The weather was a little challenging though with temperatures just above freezing, low cloud cover, drizzle, freezing rain, sopping wet vegetation and about 2 dozen stream and brook crossings. In other words perfect hypothermia weather.
We were well prepared though. There were four hikers in my group, all Appalachian Mountain Club Hiking and Backpacking leaders, with tons of 4 season hiking and backpacking experience. We’re all in great hiking shape and know how to deal with these types of conditions very well: eat, drink, stay covered, and keep moving. We also smelled horrible at the end of the hike and were wet to the bone. No bother though, we were having a blast.
We started our hike on Pine Bend Brook Trail which I’ve hiked once before in winter. It was pleasant stroll through the woods, past gurgling streams and early string plant grown. We saw trillium, wild rose, and blooming hobble bush. The trail was wet from the start, the clouds were low and we wondered whether we’d get any views later in the day.
While the Pine Bend Trail starts easy, it starts to climb after a while until you feel like you’re scrambling up a stairway made for a giant. Although I remembered that there were a few steep bits, the trail looked much different than I remembered without three additional feet of snow cloaking it. I’d rate this one strenuous.
Our original plan for this hike was to climb Pine Bend Trail to 3600 feet, bushwhack to Scaur Peak, return to the trail and climb North and Middle Tripyramid. From Middle, we’d backtrack to the Sabbaday Brook Trail, descend steeply to about 3,000 feet, bushwhack abut 1/2 mile up to The Fool Killer (3548′), and then reverse our route to get back to the van. We did all that except we hiked out Sabbaday Brook Trail instead, with a 1 mile road walk at the end to get back to our vehicle.
I’d originally been hesitant to commit to a Sabbaday Brook Trail exit for this hike because it has 8 major stream crossings and I’d been concerned that the water might be too high. There’s also the fact that many people are not comfortable with stream crossings at all. I can understand being afraid of a knee deep crossing, but peoples’ fears are often somewhat out of proportion to reality until they learn (through experience) how to scout a route and cross it. There are perfectly good reasons to avoid getting wet feet, but sometimes it’s unavoidable and not the end of the world as long as you know how to mitigate the hypothermia risks. It also feels great when it’s 80 degrees outside.

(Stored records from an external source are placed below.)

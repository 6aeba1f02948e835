//! Per-run context.
//!
//! Everything that used to be process-wide mutable state (credential cursor,
//! frame counter, scratch directory) lives here, one instance per run, so
//! concurrent runs in the same process never share a counter or a path.

use std::fmt;
use std::io;
use std::path::{Path, PathBuf};

use chrono::{DateTime, Utc};
use uuid::Uuid;

use crate::credentials::CredentialPool;
use crate::pipeline::state::StateMachine;

// ---------------------------------------------------------------------------
// RunId
// ---------------------------------------------------------------------------

/// Identity of one run: a random id for scratch paths plus the start time.
/// Both go into the output file name.
#[derive(Debug, Clone, Copy, PartialEq, Eq)]
pub struct RunId {
    id: Uuid,
    started_at: DateTime<Utc>,
}

impl RunId {
    pub fn new() -> Self {
        Self {
            id: Uuid::new_v4(),
            started_at: Utc::now(),
        }
    }

    pub fn started_at(&self) -> DateTime<Utc> {
        self.started_at
    }

    /// Milliseconds since the Unix epoch at run start.
    pub fn timestamp_ms(&self) -> i64 {
        self.started_at.timestamp_millis()
    }

    /// First eight hex digits of the id.  Disambiguates runs that start in
    /// the same millisecond.
    pub fn short(&self) -> String {
        let mut s = self.id.simple().to_string();
        s.truncate(8);
        s
    }
}

impl Default for RunId {
    fn default() -> Self {
        Self::new()
    }
}

impl fmt::Display for RunId {
    fn fmt(&self, f: &mut fmt::Formatter<'_>) -> fmt::Result {
        write!(f, "{}", self.id.simple())
    }
}

// ---------------------------------------------------------------------------
// ScratchDir
// ---------------------------------------------------------------------------

/// Directory removed with everything in it when dropped.
#[derive(Debug)]
struct ScratchDir {
    path: PathBuf,
    removed: bool,
}

impl ScratchDir {
    fn create(path: PathBuf) -> io::Result<Self> {
        std::fs::create_dir_all(&path)?;
        Ok(Self {
            path,
            removed: false,
        })
    }

    fn remove(&mut self) {
        if self.removed {
            return;
        }
        self.removed = true;
        match std::fs::remove_dir_all(&self.path) {
            Ok(()) => log::debug!("pipeline: removed scratch dir {}", self.path.display()),
            Err(e) if e.kind() == io::ErrorKind::NotFound => {}
            Err(e) => log::warn!(
                "pipeline: could not remove scratch dir {}: {e}",
                self.path.display()
            ),
        }
    }
}

impl Drop for ScratchDir {
    fn drop(&mut self) {
        self.remove();
    }
}

// ---------------------------------------------------------------------------
// RunContext
// ---------------------------------------------------------------------------

pub struct RunContext {
    run_id: RunId,
    credentials: CredentialPool,
    next_frame: usize,
    scratch: ScratchDir,
    state: StateMachine,
}

impl RunContext {
    /// Create `{scratch_root}/run_{id}` and take ownership of `credentials`
    /// (normally a [`CredentialPool::fresh`] copy).
    pub fn create(scratch_root: &Path, credentials: CredentialPool) -> io::Result<Self> {
        let run_id = RunId::new();
        let scratch = ScratchDir::create(scratch_root.join(format!("run_{run_id}")))?;
        log::debug!("pipeline: run {run_id} scratch at {}", scratch.path.display());
        Ok(Self {
            run_id,
            credentials,
            next_frame: 0,
            scratch,
            state: StateMachine::new(),
        })
    }

    pub fn run_id(&self) -> &RunId {
        &self.run_id
    }

    pub fn credentials(&self) -> &CredentialPool {
        &self.credentials
    }

    pub fn credentials_mut(&mut self) -> &mut CredentialPool {
        &mut self.credentials
    }

    /// Reserve the next frame file name: `frame_0.png`, `frame_1.png`, ...
    pub fn next_frame_path(&mut self) -> PathBuf {
        let path = self.scratch_path(&format!("frame_{}.png", self.next_frame));
        self.next_frame += 1;
        path
    }

    /// Number of frame paths handed out so far.
    pub fn frames_allocated(&self) -> usize {
        self.next_frame
    }

    pub fn scratch_dir(&self) -> &Path {
        &self.scratch.path
    }

    pub fn scratch_path(&self, name: &str) -> PathBuf {
        self.scratch.path.join(name)
    }

    pub fn state(&self) -> &StateMachine {
        &self.state
    }

    pub fn state_mut(&mut self) -> &mut StateMachine {
        &mut self.state
    }

    /// Delete the scratch directory now.  Also happens on drop.
    pub fn cleanup(&mut self) {
        self.scratch.remove();
    }
}

impl fmt::Debug for RunContext {
    fn fmt(&self, f: &mut fmt::Formatter<'_>) -> fmt::Result {
        f.debug_struct("RunContext")
            .field("run_id", &self.run_id)
            .field("credentials", &self.credentials)
            .field("next_frame", &self.next_frame)
            .field("scratch", &self.scratch.path)
            .field("state", &self.state.current())
            .finish()
    }
}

The hike over to Scaur Peak proved very easy. We found a herd path at 3600 feet on the bearing I’d planned (320 degrees) and followed it directly to the summit. There’s a sign at the summit but no canister. One down. From there, we turned around and reacquired the Pine Bend Trail, which intersected with the Mt Tripyramid Loop, shortly thereafter.
We followed that trail over the North and Middle Peaks, which were mostly clear of ice and monorail: we’d brought traction but didn’t need to put it on. There’s no snow in the surrounding woods at all. Unfortunately we were in cloud the entire time, so no views.
From Middle, we backtracked to the Sabbaday Book Trail Junction and descended very steeply to about 3,000 feet. There is some very wet and slippery slab on this slope and you need to be very cautious down-climbing it. Next came the Fool Killer bushwhack. Everything up to this point had been an appetizer: we were all on this hike to bag this peak and experience the meaning of it’s strange name.
The name is not that odd if you think about the history of the White Mountains before it was ‘colonized’ by hiking trails. Back in those days, people had to bushwhack to get to Middle Tripyramid, but often found themselves short of their destination on top of The Fool Killer. The phrase “The Fool Killer” was originally used to describe a monumental piece of foolishness – such as climbing the wrong peak – and first appeared in print at the turn of the 20th century in a short story called The Fool Killer by Olivier Henry.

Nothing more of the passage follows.